Another planetAre your remote workers a little too remote?
Thanks to those moral paragons over at John Lewis, reaching out to the isolated has become very du jour.
The retailer’s curious schmaltzy-cum-crushingly-depressing Christmas ad in which a small girl manages to reach out to an elderly man on the moon has caused a fair bit of online chat. Mostly about loneliness, age and those unfortunate people who, for one or another reason, society simply leaves behind.
There is of course a corollary in HR, emphasised last week by the Institute of Leadership and Management releasing its research on remote teams. It’s not good news. According to the ILM survey, 88% of remote workers ‘struggle with miscommunication’ while 83% ‘feel overwhelmed’ by emails.
Though there’s no question that remote working can mean significant improvements to work-life balance, ‘a lack of team identity can cause isolation and loneliness.’
So for every worker that seems to have it all going on – managing distant relationships perfectly and working productively and creatively – there’s probably about another eight staring teary-eyed at screens in their spare bedrooms, wondering what the heck is going on at HQ and getting increasingly paranoid about their job security.
Lonely this Christmas
And if remote loneliness is a problem, it’s one we’d better fix soon. Some estimate that by 2020 half of all FTEs will be working remotely.
A good place to start is to understand some of the signs of isolation. Here are five that you and your managers should probably be looking out for.
The remote worker is tired
When you conference call, you’re aware that the remote worker is stifling yawns. See them on a video call and there’s bags under their eyes the size of rucksacks. Generally, their approach is listless and unfocused.
Trouble sleeping can be a reflection of depression caused, or exacerbated, by isolation. According to US researchers, loneliness is a major cause of fragmented sleep, with lonely people rarely resting well as a consequence of not feeling socially secure.
She blows things out of proportion
According to Everyday Health, isolated people often lose perspective. TED-talking loneliness guru John Cacioppo from the University of Chicago says that, when you are lonely, ‘the brain goes on the alert for social threats’.
In other words, if you get a long email from the remote worker complaining that people are talking behind her back, or that you signed off rather rudely in your last email, or asking why you didn’t sign the birthday card that was posted over, you might have a problem.
He’s sick a lot
Loneliness can raise stress levels, making it harder for us to recover from viruses or just the everyday stresses of life. Lonely people frequently report colds, digestive problems, even back aches.

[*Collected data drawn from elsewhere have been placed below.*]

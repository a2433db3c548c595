use super::seat::{Seat, SeatId, SeatStatus};

/// Количество рядов в зале (A-H)
pub const ROWS: usize = 8;
/// Мест в каждом ряду
pub const SEATS_PER_ROW: usize = 10;

/// Сетка мест ROWS x SEATS_PER_ROW. Единственный источник истины для
/// счётчиков и цен. Сама ничего не проверяет: инварианты держат
/// `services::selection` и `services::lifecycle`.
#[derive(Debug, Clone, PartialEq, Eq)]
pub struct SeatGrid {
    rows: Vec<Vec<Seat>>,
}

impl SeatGrid {
    /// Все места свободны
    pub fn new() -> Self {
        let rows = (0..ROWS)
            .map(|row| (0..SEATS_PER_ROW).map(|col| Seat::new(row, col)).collect())
            .collect();
        Self { rows }
    }

    pub fn get(&self, row: usize, col: usize) -> Option<&Seat> {
        self.rows.get(row)?.get(col)
    }

    pub fn row(&self, row: usize) -> Option<&[Seat]> {
        self.rows.get(row).map(Vec::as_slice)
    }

    /// Все места построчно, порядок стабильный
    pub fn all_seats(&self) -> impl Iterator<Item = &Seat> {
        self.rows.iter().flatten()
    }

    pub fn seats_with(&self, status: SeatStatus) -> impl Iterator<Item = &Seat> {
        self.all_seats().filter(move |s| s.is(status))
    }

    pub fn ids_with(&self, status: SeatStatus) -> Vec<SeatId> {
        self.seats_with(status).map(Seat::id).collect()
    }

    /// Меняет статус ровно одного места. Возвращает false, если такого места нет.
    pub fn set_status(&mut self, row: usize, col: usize, status: SeatStatus) -> bool {
        match self.rows.get_mut(row).and_then(|r| r.get_mut(col)) {
            Some(seat) => {
                seat.status = status;
                true
            }
            None => false,
        }
    }

    /// Переводит все места со статусом `from` в `to`, возвращает их количество
    pub fn replace_status(&mut self, from: SeatStatus, to: SeatStatus) -> usize {
        let mut changed = 0;
        for seat in self.rows.iter_mut().flatten().filter(|s| s.status == from) {
            seat.status = to;
            changed += 1;
        }
        changed
    }

    pub fn fill(&mut self, status: SeatStatus) {
        for seat in self.rows.iter_mut().flatten() {
            seat.status = status;
        }
    }
}

impl Default for SeatGrid {
    fn default() -> Self {
        Self::new()
    }
}

#[cfg(test)]
mod tests {
    use super::*;

    #[test]
    fn new_grid_has_every_cell() {
        let grid = SeatGrid::new();
        assert_eq!(grid.all_seats().count(), ROWS * SEATS_PER_ROW);
        assert!(grid.all_seats().all(|s| s.is(SeatStatus::Available)));

        let mut ids: Vec<SeatId> = grid.all_seats().map(Seat::id).collect();
        let before = ids.len();
        ids.dedup();
        assert_eq!(ids.len(), before);
    }

    #[test]
    fn all_seats_is_row_major() {
        let grid = SeatGrid::new();
        let ids: Vec<SeatId> = grid.all_seats().take(12).map(Seat::id).collect();
        assert_eq!(ids[0], SeatId::new(0, 0));
        assert_eq!(ids[9], SeatId::new(0, 9));
        assert_eq!(ids[10], SeatId::new(1, 0));
        assert_eq!(ids[11], SeatId::new(1, 1));
    }

    #[test]
    fn set_status_touches_one_seat() {
        let mut grid = SeatGrid::new();
        assert!(grid.set_status(4, 5, SeatStatus::Booked));
        assert_eq!(grid.get(4, 5).map(|s| s.status), Some(SeatStatus::Booked));
        assert_eq!(grid.seats_with(SeatStatus::Booked).count(), 1);
    }

    #[test]
    fn out_of_range_is_harmless() {
        let mut grid = SeatGrid::new();
        assert!(grid.get(ROWS, 0).is_none());
        assert!(grid.get(0, SEATS_PER_ROW).is_none());
        assert!(grid.row(ROWS).is_none());
        assert!(!grid.set_status(ROWS, 0, SeatStatus::Booked));
        assert_eq!(grid, SeatGrid::new());
    }

    #[test]
    fn replace_status_counts_changes() {
        let mut grid = SeatGrid::new();
        grid.set_status(0, 0, SeatStatus::Selected);
        grid.set_status(0, 1, SeatStatus::Selected);
        grid.set_status(1, 1, SeatStatus::Booked);

        assert_eq!(grid.replace_status(SeatStatus::Selected, SeatStatus::Available), 2);
        assert_eq!(grid.seats_with(SeatStatus::Booked).count(), 1);
    }
}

There’s a school of thought, explored in a Stanford journal, that not being part of a community every day can actually damage our immunity – hence regular illnesses.
She has low self-esteem
Often people who are denied frequent feedback begin to lose their sense of self-worth. In other words, losing social context can make them fall victim to negative thinking-patterns.
The charity Mind suggests you can often spot someone with low self-esteem because they are reluctant to try new things, often fail to finish tasks and can develop dangerous ‘coping’ relationships with drugs and alcohol.

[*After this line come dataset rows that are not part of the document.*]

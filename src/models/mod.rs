pub mod seat;
pub mod grid;
pub mod view;

pub use seat::{Seat, SeatId, SeatStatus};
pub use grid::SeatGrid;
pub use view::{SeatMapView, SeatView};
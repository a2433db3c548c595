use serde::{Deserialize, Deserializer, Serialize, Serializer};
use std::fmt;
use std::str::FromStr;

/// Статус места. В каждый момент времени у места ровно один статус.
#[derive(Debug, Clone, Copy, PartialEq, Eq, Hash, Serialize, Deserialize)]
#[serde(rename_all = "lowercase")]
pub enum SeatStatus {
    Available,
    Selected,
    Booked,
}

/// Идентификатор места: пара (ряд, номер в ряду), в текстовом виде `"row-col"`.
#[derive(Debug, Clone, Copy, PartialEq, Eq, Hash, PartialOrd, Ord)]
pub struct SeatId {
    pub row: usize,
    pub col: usize,
}

impl SeatId {
    pub fn new(row: usize, col: usize) -> Self {
        Self { row, col }
    }
}

impl fmt::Display for SeatId {
    fn fmt(&self, f: &mut fmt::Formatter<'_>) -> fmt::Result {
        write!(f, "{}-{}", self.row, self.col)
    }
}

#[derive(Debug, Clone, PartialEq, Eq, thiserror::Error)]
#[error("invalid seat id: {0:?}")]
pub struct ParseSeatIdError(pub String);

impl FromStr for SeatId {
    type Err = ParseSeatIdError;

    fn from_str(s: &str) -> Result<Self, Self::Err> {
        let (row, col) = s
            .split_once('-')
            .ok_or_else(|| ParseSeatIdError(s.to_string()))?;
        let row = row.parse().map_err(|_| ParseSeatIdError(s.to_string()))?;
        let col = col.parse().map_err(|_| ParseSeatIdError(s.to_string()))?;
        Ok(SeatId { row, col })
    }
}

// В JSON идентификатор всегда строка "row-col"
impl Serialize for SeatId {
    fn serialize<S: Serializer>(&self, serializer: S) -> Result<S::Ok, S::Error> {
        serializer.collect_str(self)
    }
}

impl<'de> Deserialize<'de> for SeatId {
    fn deserialize<D: Deserializer<'de>>(deserializer: D) -> Result<Self, D::Error> {
        let raw = String::deserialize(deserializer)?;
        raw.parse().map_err(serde::de::Error::custom)
    }
}

/// Место в зале. `row`/`col` неизменяемы, меняется только статус.
#[derive(Debug, Clone, PartialEq, Eq, Serialize)]
pub struct Seat {
    row: usize,
    col: usize,
    pub status: SeatStatus,
}

impl Seat {
    pub fn new(row: usize, col: usize) -> Self {
        Self { row, col, status: SeatStatus::Available }
    }

    pub fn id(&self) -> SeatId {
        SeatId::new(self.row, self.col)
    }

    pub fn row(&self) -> usize {
        self.row
    }

    pub fn col(&self) -> usize {
        self.col
    }

    pub fn is(&self, status: SeatStatus) -> bool {
        self.status == status
    }
}
pub mod seats;
pub mod bookings;

use axum::{extract::State, http::StatusCode, routing::get, Router};
use std::sync::Arc;
use tower_http::trace::TraceLayer;

/// Полный роутер приложения
pub fn app(state: Arc<crate::AppState>) -> Router {
    Router::new()
        .route("/", get(banner))
        .route("/health", get(|| async { "OK" }))
        .nest("/api", routes())
        .with_state(state)
        .layer(TraceLayer::new_for_http())
}

pub fn routes() -> Router<Arc<crate::AppState>> {
    Router::new()
        .merge(seats::routes())
        .merge(bookings::routes())
        .merge(bookings::reset_route())
}

/* ---------- helpers ---------- */

// GET / - баннер с окружением из конфига
async fn banner(State(state): State<Arc<crate::AppState>>) -> String {
    format!("Seat Booking API v1.0 ({})", state.config.app.environment)
}

// 419 - бизнес-отказ: лимит мест или разрыв ряда
fn status_419() -> StatusCode {
    StatusCode::from_u16(419).unwrap_or(StatusCode::CONFLICT)
}

fn internal_error(e: tokio::task::JoinError) -> (StatusCode, String) {
    tracing::error!("session task failed: {:?}", e);
    (StatusCode::INTERNAL_SERVER_ERROR, "Internal error".to_string())
}
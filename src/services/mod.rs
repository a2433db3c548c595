pub mod pricing;
pub mod continuity;
pub mod selection;
pub mod lifecycle;
pub mod session;
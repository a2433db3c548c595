//! Цены и счётчики. Всё считается заново по сетке при каждом вызове,
//! никаких кешированных значений.

use serde::Serialize;

use crate::models::{SeatGrid, SeatStatus};

/// Ценовая категория ряда
#[derive(Debug, Clone, Copy, PartialEq, Eq, Serialize)]
#[serde(rename_all = "lowercase")]
pub enum PriceTier {
    /// Ряды A-C (0-2)
    Premium,
    /// Ряды D-F (3-5)
    Standard,
    /// Ряды G-H (6-7)
    Economy,
}

impl PriceTier {
    pub fn for_row(row: usize) -> Self {
        match row {
            0..=2 => PriceTier::Premium,
            3..=5 => PriceTier::Standard,
            _ => PriceTier::Economy,
        }
    }

    pub fn price(self) -> u32 {
        match self {
            PriceTier::Premium => 1000,
            PriceTier::Standard => 750,
            PriceTier::Economy => 500,
        }
    }

    pub fn name(self) -> &'static str {
        match self {
            PriceTier::Premium => "Premium",
            PriceTier::Standard => "Standard",
            PriceTier::Economy => "Economy",
        }
    }

    /// Метки рядов категории, например "A-C"
    pub fn row_range(self) -> &'static str {
        match self {
            PriceTier::Premium => "A-C",
            PriceTier::Standard => "D-F",
            PriceTier::Economy => "G-H",
        }
    }
}

pub fn price_for_row(row: usize) -> u32 {
    PriceTier::for_row(row).price()
}

/// Сумма по всем выбранным местам
pub fn total_for_selected(grid: &SeatGrid) -> u32 {
    grid.seats_with(SeatStatus::Selected)
        .map(|s| price_for_row(s.row()))
        .sum()
}

pub fn available_count(grid: &SeatGrid) -> usize {
    grid.seats_with(SeatStatus::Available).count()
}

pub fn selected_count(grid: &SeatGrid) -> usize {
    grid.seats_with(SeatStatus::Selected).count()
}

pub fn booked_count(grid: &SeatGrid) -> usize {
    grid.seats_with(SeatStatus::Booked).count()
}

/// Подпись с ценами для клиента
pub fn price_note() -> String {
    [PriceTier::Premium, PriceTier::Standard, PriceTier::Economy]
        .iter()
        .map(|t| format!("{} ({}): ₹{}", t.name(), t.row_range(), t.price()))
        .collect::<Vec<_>>()
        .join(" | ")
}

#[cfg(test)]
mod tests {
    use super::*;

    #[test]
    fn tiers_by_row() {
        assert_eq!(price_for_row(0), 1000);
        assert_eq!(price_for_row(2), 1000);
        assert_eq!(price_for_row(3), 750);
        assert_eq!(price_for_row(4), 750);
        assert_eq!(price_for_row(5), 750);
        assert_eq!(price_for_row(6), 500);
        assert_eq!(price_for_row(7), 500);
    }

    #[test]
    fn total_sums_each_selected_seat() {
        let mut grid = SeatGrid::new();
        assert_eq!(total_for_selected(&grid), 0);

        grid.set_status(0, 0, SeatStatus::Selected);
        assert_eq!(total_for_selected(&grid), 1000);

        grid.set_status(4, 3, SeatStatus::Selected);
        grid.set_status(7, 9, SeatStatus::Selected);
        assert_eq!(total_for_selected(&grid), 2250);

        // забронированные места в сумму не входят
        grid.set_status(1, 1, SeatStatus::Booked);
        assert_eq!(total_for_selected(&grid), 2250);
    }

    #[test]
    fn counts_follow_grid() {
        let mut grid = SeatGrid::new();
        grid.set_status(0, 0, SeatStatus::Selected);
        grid.set_status(0, 1, SeatStatus::Booked);
        grid.set_status(0, 2, SeatStatus::Booked);

        assert_eq!(available_count(&grid), 77);
        assert_eq!(selected_count(&grid), 1);
        assert_eq!(booked_count(&grid), 2);
    }

    #[test]
    fn note_matches_tiers() {
        assert_eq!(
            price_note(),
            "Premium (A-C): ₹1000 | Standard (D-F): ₹750 | Economy (G-H): ₹500"
        );
    }
}
use std::sync::Arc;
use tracing::info;

use crate::confirm::Confirmation;
use crate::error::BookingError;
use crate::models::{SeatGrid, SeatMapView};
use crate::services::lifecycle::{BookingLifecycle, CommitOutcome};
use crate::services::selection::{self, ToggleOutcome};
use crate::store::KeyValueStore;

pub const RESET_PROMPT: &str = "Reset all bookings? This removes every committed booking.";

#[derive(Debug, Clone, Copy, PartialEq, Eq)]
pub enum ResetOutcome {
    Reset,
    Declined,
}

/// Одна интерактивная сессия: сетка плюс хранилище. Других путей изменить
/// сетку, кроме четырёх действий ниже, нет.
pub struct SeatBookingSession {
    grid: SeatGrid,
    lifecycle: BookingLifecycle,
}

impl SeatBookingSession {
    /// Создаёт сетку и один раз сверяет её с сохранёнными бронями
    pub fn open(store: Arc<dyn KeyValueStore>) -> Self {
        let lifecycle = BookingLifecycle::new(store);
        let grid = lifecycle.restore();
        info!("Seat booking session opened");
        Self { grid, lifecycle }
    }

    pub fn grid(&self) -> &SeatGrid {
        &self.grid
    }

    pub fn view(&self) -> SeatMapView {
        SeatMapView::from(&self.grid)
    }

    pub fn toggle(&mut self, row: usize, col: usize) -> ToggleOutcome {
        selection::toggle(&mut self.grid, row, col)
    }

    pub fn commit(&mut self, confirmation: &dyn Confirmation) -> Result<CommitOutcome, BookingError> {
        self.lifecycle.commit(&mut self.grid, confirmation)
    }

    pub fn clear_selection(&mut self) -> usize {
        self.lifecycle.clear_selection(&mut self.grid)
    }

    /// Полный сброс уничтожает зафиксированные брони, поэтому спрашиваем явно
    pub fn reset_all(&mut self, confirmation: &dyn Confirmation) -> Result<ResetOutcome, BookingError> {
        if !confirmation.confirm(RESET_PROMPT) {
            return Ok(ResetOutcome::Declined);
        }
        self.lifecycle.reset_all(&mut self.grid)?;
        Ok(ResetOutcome::Reset)
    }
}

#[cfg(test)]
mod tests {
    use super::*;
    use crate::models::SeatStatus;
    use crate::store::MemoryStore;

    #[test]
    fn declined_reset_keeps_bookings() {
        let store = Arc::new(MemoryStore::new());
        let mut session = SeatBookingSession::open(store);
        session.toggle(0, 0);
        session.commit(&|_: &str| true).unwrap();

        assert_eq!(session.reset_all(&|_: &str| false).unwrap(), ResetOutcome::Declined);
        assert_eq!(session.view().booked_count, 1);

        assert_eq!(session.reset_all(&|_: &str| true).unwrap(), ResetOutcome::Reset);
        assert_eq!(session.view().booked_count, 0);
    }

    #[test]
    fn reopened_session_sees_bookings() {
        let store = Arc::new(MemoryStore::new());
        let mut session = SeatBookingSession::open(store.clone());
        session.toggle(0, 0);
        session.toggle(0, 1);
        session.commit(&|_: &str| true).unwrap();

        let reopened = SeatBookingSession::open(store);
        let booked: Vec<_> = reopened
            .grid()
            .seats_with(SeatStatus::Booked)
            .map(|s| s.id().to_string())
            .collect();
        assert_eq!(booked, vec!["0-0", "0-1"]);
        assert_eq!(reopened.view().available_count, 78);
    }
}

Remote workers who write things like, ‘This is probably a stupid suggestion, but…’ and ‘This is my fault, as usual…’ might have self-esteem issues.
He’s become obsessed with social media
He’s on Facebook and Twitter all the time. Social networks in particular become a salve for the lonely as they look to mimic normal relationships.
The trouble is that social media might actually exacerbate the problem: seeing reports of old friends meeting up, getting married and generally living a good social life can actually make you feel worse about your own.
Better to use social media to arrange face-to-face meetings, rather than staring at the screen wondering why you haven’t been invited to yet another reunion of school friends or work colleagues.
So what’s the cure? Well, that’s easy. Buy them a telescope, tie it to a load of balloons and – no, wait. That’s only in John Lewis-land.
Back in the real world, ILM has its own suggestions, which are well worth sharing:
- Create a clear shared plan – ensure everyone has a clear picture of team objectives, deadlines and how each member will contribute.
- Build a team ethos – focus on creating a collaborative team culture, with regular face-to-face interaction and social time.
- Use the right technologies – set strict guidelines on email usage and replace with chat and video tools wherever appropriate.
- Instil a sense of balance across your team – monitor workloads, watch out for signs of stress or isolation and create an open culture where employees can raise concerns.
And it might just be the forthcoming Christmas season making us sentimental, but perhaps there’s a bit more employers can do with remote workers in terms of feedback and recognition. Making someone feel integrated, for example, by recognising their specific contribution with a timely reward that’s also tailored to their interests.
Football tickets for a favourite team, concert tickets for a favourite group, a couple of bottles of their favourite wine – maybe even a telescope for a prospective astronomer.